Compressed sensing in magnetic resonance imaging (CS-MRI) improves the MRI scan time by acquiring only a few k-space samples and then reconstructs the image using a nonlinear procedure from the highly undersampled measurements. Besides the standard wavelet sparsity, MR images are also found to exhibit tree sparsity across various scales of the wavelet decomposition which are generally modeled as overlapping group sparsity. In this chapter, we propose a novel iteratively weighted wavelet tree sparsity based CS-MRI reconstruction technique to estimate MR images from highly undersampled Fourier measurements. Simulations on various real MR images show that the proposed technique offers significant improvements compared to the state-of-the-art either in terms of visual quality or k-space measurements with the same reconstruction time.

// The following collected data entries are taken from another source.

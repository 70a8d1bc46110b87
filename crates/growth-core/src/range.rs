//! Inclusive numeric ranges used by configuration records.

use crate::error::{Result, SimError};
use serde::{Deserialize, Serialize};

/// Inclusive floating point range.
#[derive(Debug, Clone, Copy, PartialEq, Serialize, Deserialize)]
pub struct FloatRange {
    pub min: f64,
    pub max: f64,
}

impl FloatRange {
    pub const fn new(min: f64, max: f64) -> Self {
        Self { min, max }
    }

    pub fn contains(&self, value: f64) -> bool {
        value >= self.min && value <= self.max
    }

    /// Check the range is finite and ordered; `what` names it in the error.
    pub fn validate(&self, what: &str) -> Result<()> {
        if !self.min.is_finite() || !self.max.is_finite() {
            return Err(SimError::config(format!("{what}: range bounds must be finite")));
        }
        if self.min > self.max {
            return Err(SimError::config(format!(
                "{what}: min {} is greater than max {}",
                self.min, self.max
            )));
        }
        Ok(())
    }

    /// Like [`validate`](Self::validate) but also requires `min >= 0`.
    pub fn validate_non_negative(&self, what: &str) -> Result<()> {
        self.validate(what)?;
        if self.min < 0.0 {
            return Err(SimError::config(format!("{what}: range must not be negative")));
        }
        Ok(())
    }
}

/// Inclusive integer range.
#[derive(Debug, Clone, Copy, PartialEq, Eq, Serialize, Deserialize)]
pub struct CountRange {
    pub min: u64,
    pub max: u64,
}

impl CountRange {
    pub const fn new(min: u64, max: u64) -> Self {
        Self { min, max }
    }

    pub fn validate(&self, what: &str) -> Result<()> {
        if self.min > self.max {
            return Err(SimError::config(format!(
                "{what}: min {} is greater than max {}",
                self.min, self.max
            )));
        }
        Ok(())
    }
}
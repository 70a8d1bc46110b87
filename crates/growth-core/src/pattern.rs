//! Growth pattern catalog.
//!
//! Patterns are a closed set of kinds. Configuration refers to them by name;
//! names are resolved once through [`GrowthPatternKind::from_str`] and every
//! later lookup goes through the [`PatternLibrary`] table, which fails with
//! [`SimError::Pattern`] rather than falling back to a default.

use std::collections::BTreeMap;
use std::str::FromStr;

use serde::{Deserialize, Serialize};

use crate::error::{Result, SimError};
use crate::range::FloatRange;
use crate::records::PeriodKind;

#[derive(Debug, Clone, Copy, PartialEq, Eq, Hash, PartialOrd, Ord, Serialize, Deserialize)]
#[serde(rename_all = "snake_case")]
pub enum GrowthPatternKind {
    /// Cleanup keeps pace with inserts; little net growth.
    Stable,
    /// No retention job at all; steady growth, never shrinks.
    NoRetention,
    /// Heavy insert load outrunning maintenance.
    GrowingFast,
    /// Cleanup exists but rarely succeeds.
    BrokenCleanup,
    /// Nightly loads with a broken archive job.
    ArchiveFailure,
    /// Nightly loads balanced by periodic archiving.
    EtlCycle,
    /// Reference data that barely changes.
    Static,
}

impl GrowthPatternKind {
    pub const ALL: [GrowthPatternKind; 7] = [
        GrowthPatternKind::Stable,
        GrowthPatternKind::NoRetention,
        GrowthPatternKind::GrowingFast,
        GrowthPatternKind::BrokenCleanup,
        GrowthPatternKind::ArchiveFailure,
        GrowthPatternKind::EtlCycle,
        GrowthPatternKind::Static,
    ];

    pub fn as_str(&self) -> &'static str {
        match self {
            GrowthPatternKind::Stable => "stable",
            GrowthPatternKind::NoRetention => "no_retention",
            GrowthPatternKind::GrowingFast => "growing_fast",
            GrowthPatternKind::BrokenCleanup => "broken_cleanup",
            GrowthPatternKind::ArchiveFailure => "archive_failure",
            GrowthPatternKind::EtlCycle => "etl_cycle",
            GrowthPatternKind::Static => "static",
        }
    }
}

impl std::fmt::Display for GrowthPatternKind {
    fn fmt(&self, f: &mut std::fmt::Formatter<'_>) -> std::fmt::Result {
        f.write_str(self.as_str())
    }
}

impl FromStr for GrowthPatternKind {
    type Err = SimError;

    fn from_str(s: &str) -> Result<Self> {
        GrowthPatternKind::ALL
            .into_iter()
            .find(|kind| kind.as_str() == s)
            .ok_or_else(|| SimError::pattern(s))
    }
}

fn default_multiplier() -> f64 {
    1.0
}

/// Numeric parameters of one growth pattern.
#[derive(Debug, Clone, PartialEq, Serialize, Deserialize)]
pub struct GrowthPatternSpec {
    /// Pattern name, one of the [`GrowthPatternKind`] names
    pub name: String,

    /// Per-period data growth in percent of the current data file size
    pub mean_growth_pct_range: FloatRange,

    /// Probability that a cleanup job runs in a period
    pub cleanup_probability: f64,

    /// Fraction of the data file a successful cleanup reclaims
    pub cleanup_effectiveness_range: FloatRange,

    /// Scales the server type's IOPS baseline
    pub io_multiplier: f64,

    /// Growth multiplier applied during day periods
    #[serde(default = "default_multiplier")]
    pub day_multiplier: f64,

    /// Growth multiplier applied during night periods
    #[serde(default = "default_multiplier")]
    pub night_multiplier: f64,
}

impl GrowthPatternSpec {
    pub fn kind(&self) -> Result<GrowthPatternKind> {
        self.name.parse()
    }

    pub fn period_multiplier(&self, kind: PeriodKind) -> f64 {
        match kind {
            PeriodKind::Day => self.day_multiplier,
            PeriodKind::Night => self.night_multiplier,
        }
    }

    pub fn validate(&self) -> Result<()> {
        let what = |field: &str| format!("pattern '{}' {field}", self.name);

        self.mean_growth_pct_range
            .validate(&what("mean_growth_pct_range"))?;
        self.cleanup_effectiveness_range
            .validate_non_negative(&what("cleanup_effectiveness_range"))?;
        if self.cleanup_effectiveness_range.max > 1.0 {
            return Err(SimError::config(format!(
                "{} must not exceed 1.0",
                what("cleanup_effectiveness_range")
            )));
        }
        if !(0.0..=1.0).contains(&self.cleanup_probability) {
            return Err(SimError::config(format!(
                "{} must be within [0, 1], got {}",
                what("cleanup_probability"),
                self.cleanup_probability
            )));
        }
        for (field, value) in [
            ("io_multiplier", self.io_multiplier),
            ("day_multiplier", self.day_multiplier),
            ("night_multiplier", self.night_multiplier),
        ] {
            if !value.is_finite() || value < 0.0 {
                return Err(SimError::config(format!(
                    "{} must be a non-negative number, got {value}",
                    what(field)
                )));
            }
        }
        Ok(())
    }
}

/// Lookup table from pattern kind to its parameters.
#[derive(Debug, Clone, Default)]
pub struct PatternLibrary {
    patterns: BTreeMap<GrowthPatternKind, GrowthPatternSpec>,
}

impl PatternLibrary {
    /// Build the library, rejecting unknown names, duplicates and invalid
    /// parameters.
    pub fn from_specs(specs: &[GrowthPatternSpec]) -> Result<Self> {
        let mut patterns = BTreeMap::new();
        for spec in specs {
            let kind = spec.kind()?;
            spec.validate()?;
            if patterns.insert(kind, spec.clone()).is_some() {
                return Err(SimError::config(format!(
                    "pattern '{}' is defined more than once",
                    spec.name
                )));
            }
        }
        Ok(Self { patterns })
    }

    pub fn get(&self, kind: GrowthPatternKind) -> Result<&GrowthPatternSpec> {
        self.patterns
            .get(&kind)
            .ok_or_else(|| SimError::pattern(kind.as_str()))
    }

    /// Resolve a pattern by name.
    pub fn lookup(&self, name: &str) -> Result<&GrowthPatternSpec> {
        self.get(name.parse()?)
    }

    pub fn contains(&self, kind: GrowthPatternKind) -> bool {
        self.patterns.contains_key(&kind)
    }

    pub fn len(&self) -> usize {
        self.patterns.len()
    }

    pub fn is_empty(&self) -> bool {
        self.patterns.is_empty()
    }
}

Efficient interpolated compressed sensing reconstruction scheme for 3D MRI

3D magnetic resonance imaging (3D MRI) is one of the most preferred medical imaging modalities for the analysis of anatomical structures where acquisition of multiple slices along the slice select gradient direction is very common. In 2D multi-slice acquisition, adjacent slices are highly correlated because of very narrow inter-slice gaps. Application of compressed sensing (CS) in MRI significantly reduces traditional MRI scan time due to random undersampling. The authors first propose a fast interpolation technique to estimate missing samples in the k-space of a highly undersampled slice (H-slice) from k-space (s) of neighbouring lightly undersampled slice/s (L-slice). Subsequently, an efficient multislice CS-MRI reconstruction technique based on weighted wavelet forest sparsity, and joint total variation regularisation norms is applied simultaneously on both interpolated H and non-interpolated L-slices. Simulation results show that the proposed CS reconstruction for 3D MRI is not only computationally faster but significant improvements in terms of visual quality and quantitative performance metrics are also achieved compared to the existing methods.

A Fast Satellite Image Super-Resolution Technique Using Multicore Processing

Sparse representation based single image super-resolution technique requires several regularization problems to be solved to generate the desired output. It is computationally intensive and needs a considerable time if we implement sequentially on a single core processor. Remote sensing applications generally require high resolution satellite images on a near real-time instant. Since, satellite images are of larger dimensions, so obtaining desired high resolution images within some practical time will be highly data intensive. Therefore, fast super-resolution based post-processing may be integrated into the existing system either in software or hardware for practical applications. In this paper, we implement an OpenMP based parallel processing technique for single image super-resolution of multispectral satellite images. Results not only show a promising speed up in the execution time but provide visually enhanced outputs as well, compared to some of the existing methods.